Consumers want to see what they need, readily available and within reach. Retailers can subconsciously draw attention to  these items by placing high-demand products in high-traffic areas (like the end of an aisle or close to checkout points) or at eye level in high-demand product clusters. 

By using certain colours, shapes, and fonts to display products in their best light or in interesting packaging, retailers can trigger specific emotions (feelings of need or want) to influence purchase decisions. 

Also, when products are artfully arranged, they tell a story that guides customers down a purchasing path. Retailers must create a sense of discovery. Heat maps from foot traffic analysis will help optimise aisle flow and clearly indicate the best product placement options available. 

2. Sensory Elements in Retail 

Upbeat, energetic music can encourage shoppers with feelings of positivity – just be sure to keep it age-related! Soothing, calming melodies (without lyrics) can encourage browsing because the white noise stimulates feelings of being at ease. Retailers can subtly influence behaviour by choosing the music that best aligns with their brand and target audience. 

Aromatherapy and alluring scents (like the smell of a steak sizzling in a food court) can evoke powerful emotions of hunger and stir up memories. For fitting rooms, lavender creates a sense of unhurriedness, while citrus placed near the entrance to a store is an invigorating scent that can influence moods and behaviours. 

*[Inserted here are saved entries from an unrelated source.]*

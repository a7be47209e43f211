//! Protocol connectors
//!
//! A [`Connector`] is what the local IMAP server holds for one mailbox
//! namespace: an ordered stream of updates to apply, plus the write
//! path back to the remote service for changes made by mail clients.

use crate::error::{Error, Result};
use crate::mode::AddressMode;
use crate::remote::{Address, RemoteClient, labels};
use crate::update::Update;
use futures::Stream;
use std::fmt;
use std::sync::{Arc, RwLock};
use tokio::sync::{Mutex, mpsc};
use tokio_util::sync::CancellationToken;
use tracing::debug;

/// Session state shared by every connector of a session.
#[derive(Clone)]
pub(crate) struct ConnectorContext {
    pub(crate) client: Arc<dyn RemoteClient>,
    pub(crate) bridge_pass: String,
    pub(crate) addresses: Arc<RwLock<Vec<Address>>>,
}

/// Consumer side of one namespace's update queue.
#[derive(Clone)]
pub struct Connector {
    address_id: String,
    mode: AddressMode,
    updates: Arc<Mutex<mpsc::UnboundedReceiver<Update>>>,
    token: CancellationToken,
    ctx: ConnectorContext,
}

impl fmt::Debug for Connector {
    fn fmt(&self, f: &mut fmt::Formatter<'_>) -> fmt::Result {
        f.debug_struct("Connector")
            .field("address_id", &self.address_id)
            .field("mode", &self.mode)
            .finish_non_exhaustive()
    }
}

impl Connector {
    pub(crate) fn new(
        address_id: String,
        mode: AddressMode,
        updates: Arc<Mutex<mpsc::UnboundedReceiver<Update>>>,
        token: CancellationToken,
        ctx: ConnectorContext,
    ) -> Self {
        Self {
            address_id,
            mode,
            updates,
            token,
            ctx,
        }
    }

    /// Address keying this namespace (the primary address in combined
    /// mode).
    #[must_use]
    pub fn address_id(&self) -> &str {
        &self.address_id
    }

    /// Addresses served by this namespace.
    #[must_use]
    pub fn emails(&self) -> Vec<String> {
        let addresses = self
            .ctx
            .addresses
            .read()
            .unwrap_or_else(std::sync::PoisonError::into_inner);
        addresses
            .iter()
            .filter(|a| self.mode == AddressMode::Combined || a.id == self.address_id)
            .map(|a| a.email.clone())
            .collect()
    }

    /// Check credentials presented by a local mail client.
    #[must_use]
    pub fn authorize(&self, username: &str, password: &[u8]) -> bool {
        if self.token.is_cancelled() {
            return false;
        }
        let known = self
            .emails()
            .iter()
            .any(|email| email.eq_ignore_ascii_case(username));
        known && password == self.ctx.bridge_pass.as_bytes()
    }

    /// Whether this connector's generation has been torn down.
    #[must_use]
    pub fn is_closed(&self) -> bool {
        self.token.is_cancelled()
    }

    /// Next update in delivery order, or `None` once the connector is
    /// torn down.
    pub async fn next_update(&self) -> Option<Update> {
        let mut updates = tokio::select! {
            biased;
            () = self.token.cancelled() => return None,
            guard = self.updates.lock() => guard,
        };
        tokio::select! {
            biased;
            () = self.token.cancelled() => None,
            update = updates.recv() => update,
        }
    }

    pub fn updates(&self) -> impl Stream<Item = Update> + use<> {
        futures::stream::unfold(self.clone(), |connector| async move {
            let update = connector.next_update().await?;
            Some((update, connector))
        })
    }

    fn ensure_open(&self) -> Result<()> {
        if self.token.is_cancelled() {
            Err(Error::Terminated)
        } else {
            Ok(())
        }
    }

    pub async fn mark_messages_seen(&self, ids: &[String], seen: bool) -> Result<()> {
        self.ensure_open()?;
        debug!("Marking {} message(s) seen={}", ids.len(), seen);
        if seen {
            self.ctx.client.mark_messages_read(ids).await
        } else {
            self.ctx.client.mark_messages_unread(ids).await
        }
    }

    pub async fn mark_messages_flagged(&self, ids: &[String], flagged: bool) -> Result<()> {
        self.ensure_open()?;
        debug!("Marking {} message(s) flagged={}", ids.len(), flagged);
        if flagged {
            self.ctx.client.label_messages(ids, labels::STARRED).await
        } else {
            self.ctx.client.unlabel_messages(ids, labels::STARRED).await
        }
    }

    pub async fn add_messages_to_mailbox(&self, ids: &[String], mailbox_id: &str) -> Result<()> {
        self.ensure_open()?;
        self.ctx.client.label_messages(ids, mailbox_id).await
    }

    pub async fn remove_messages_from_mailbox(
        &self,
        ids: &[String],
        mailbox_id: &str,
    ) -> Result<()> {
        self.ensure_open()?;
        if mailbox_id == labels::ALL_MAIL {
            return Err(Error::Remote("Messages cannot leave All Mail".into()));
        }
        self.ctx.client.unlabel_messages(ids, mailbox_id).await
    }
}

Lighting is perhaps the most important sensory element of them all. Always adjust the lighting strategically throughout your store. A consumer who can’t see price tags or product features is unlikely to buy anything. Create a welcoming ambiance with warm white in grocery, clothing, and home decor aisles, and use cooler tones in technological departments and stores to promote focus and decision-making. 

3. Tailor-Made Recommendations 

Retailers and brands automatically collect customer data and purchase history, so why not use it? It’s already cost you money to install and implement, and can now be used to suggest relevant products and curate a personalised selection of goods on display. 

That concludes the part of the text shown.